Companies that think one answer is a blended workforce that allows some employees who used to work in-person to now work at home will be disappointed at best and frustrated at worst.
She said that GCs need to get “very strategic regarding this whole going-back-to-work policy.”
“There is no such thing as blended,” she said. “It is an impossible mirage that you think is out there and that you think you can achieve. You can’t. A company cannot be blended. An in-person company is fundamentally different from a virtual company. Everything about it. The values it takes to run it. The mind-shift it takes to work in those two environments.”
“I’m talking something as opposite on the spectrum as socialism and capitalism,” she continued. “That’s how far apart those realities are. This is where companies are going to struggle and falter in coming years. Companies are going to have to redefine themselves. Are they a virtual company or an in-person company? They can’t be both.”
Haidar said that corporate in-house counsel need to better position themselves to play a critical role. GCs have the “capacity to make the change happen,” she said.
“Legal has not had the strategic place in the C-suite that it has needed to have,” she said. “[Lawyers] have been [at the table] but it has been a protective mechanism, but it has not been a transformative mechanism. It has not been leading the discussion.”
Haidar said corporate in-house counsel need to “get serious about prioritization.”

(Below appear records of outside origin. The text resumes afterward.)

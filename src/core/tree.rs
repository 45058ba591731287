//! Arena-backed view tree built from a [`DisplayForest`].
//!
//! The renderer produces a nested [`DisplayNode`] tree; the viewer wants a
//! flat list of rows with per-node expansion state.  Nodes are stored in a
//! flat `Vec` and link to each other by index, so toggling expansion and
//! flattening the visible rows never fights the borrow checker.

use super::render::{DisplayForest, DisplayNode};

/// Index into [`ViewTree::nodes`].
pub type NodeId = usize;

/// A single row of the arena.
#[derive(Debug, Clone)]
pub struct TreeNode {
    pub label: String,
    pub value: Option<String>,
    pub parent: Option<NodeId>,
    pub children: Vec<NodeId>,
    /// Whether this node's children are shown.
    pub expanded: bool,
    /// Depth from the top-level group (0 = `Types` / `Variables` / ...).
    pub depth: usize,
}

impl TreeNode {
    pub fn has_children(&self) -> bool {
        !self.children.is_empty()
    }
}

/// The forest the tree pane shows.  Several roots, one per top-level group.
#[derive(Debug, Clone, Default)]
pub struct ViewTree {
    pub nodes: Vec<TreeNode>,
    pub roots: Vec<NodeId>,
}

impl ViewTree {
    /// Flatten a rendered forest into the arena.  Everything starts collapsed.
    pub fn from_forest(forest: &DisplayForest) -> Self {
        let mut tree = Self::default();
        for group in &forest.groups {
            let id = tree.push(group, None, 0);
            tree.roots.push(id);
        }
        tree
    }

    fn push(&mut self, node: &DisplayNode, parent: Option<NodeId>, depth: usize) -> NodeId {
        let id = self.nodes.len();
        self.nodes.push(TreeNode {
            label: node.label.clone(),
            value: node.value.clone(),
            parent,
            children: Vec::with_capacity(node.children.len()),
            expanded: false,
            depth,
        });
        for child in &node.children {
            let child_id = self.push(child, Some(id), depth + 1);
            self.nodes[id].children.push(child_id);
        }
        id
    }

    /// Node ids whose ancestors are all expanded, in display order.
    pub fn visible_nodes(&self) -> Vec<NodeId> {
        let mut out = Vec::new();
        for &root in &self.roots {
            self.collect_visible(root, &mut out);
        }
        out
    }

    fn collect_visible(&self, id: NodeId, out: &mut Vec<NodeId>) {
        out.push(id);
        let node = &self.nodes[id];
        if node.expanded {
            for &child in &node.children {
                self.collect_visible(child, out);
            }
        }
    }

    /// Toggle expansion.  Leaves stay as they are.
    pub fn toggle_expand(&mut self, id: NodeId) {
        let node = &mut self.nodes[id];
        if node.has_children() {
            node.expanded = !node.expanded;
        }
    }

    pub fn set_expanded(&mut self, id: NodeId, expanded: bool) {
        let node = &mut self.nodes[id];
        if node.has_children() {
            node.expanded = expanded;
        }
    }

    pub fn expand_all(&mut self) {
        for node in &mut self.nodes {
            node.expanded = node.has_children();
        }
    }

    pub fn collapse_all(&mut self) {
        for node in &mut self.nodes {
            node.expanded = false;
        }
    }

    pub fn get(&self, id: NodeId) -> &TreeNode {
        &self.nodes[id]
    }

    /// Widest `indent + label` over the currently visible rows, in cells.
    /// Used to auto-size the label column.
    pub fn label_column_width(&self, indent: usize) -> usize {
        self.visible_nodes()
            .into_iter()
            .map(|id| {
                let node = &self.nodes[id];
                // two cells for the expand marker
                node.depth * indent + 2 + node.label.chars().count()
            })
            .max()
            .unwrap_or(0)
    }
}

“Forget goal-setting,” she said. “It is going to change every single week. The revenue number is going to change. The headcount number is going to change. The legal risk is going to change. As in-house counsel, we are going to have to sit with our teams and say, ‘If this is the goal, what is the pain we are going to have to navigate?’ Not ‘how are we going to do it’ – what is the actual pain? It is fundamentally different conversation than the one we have been having to date.”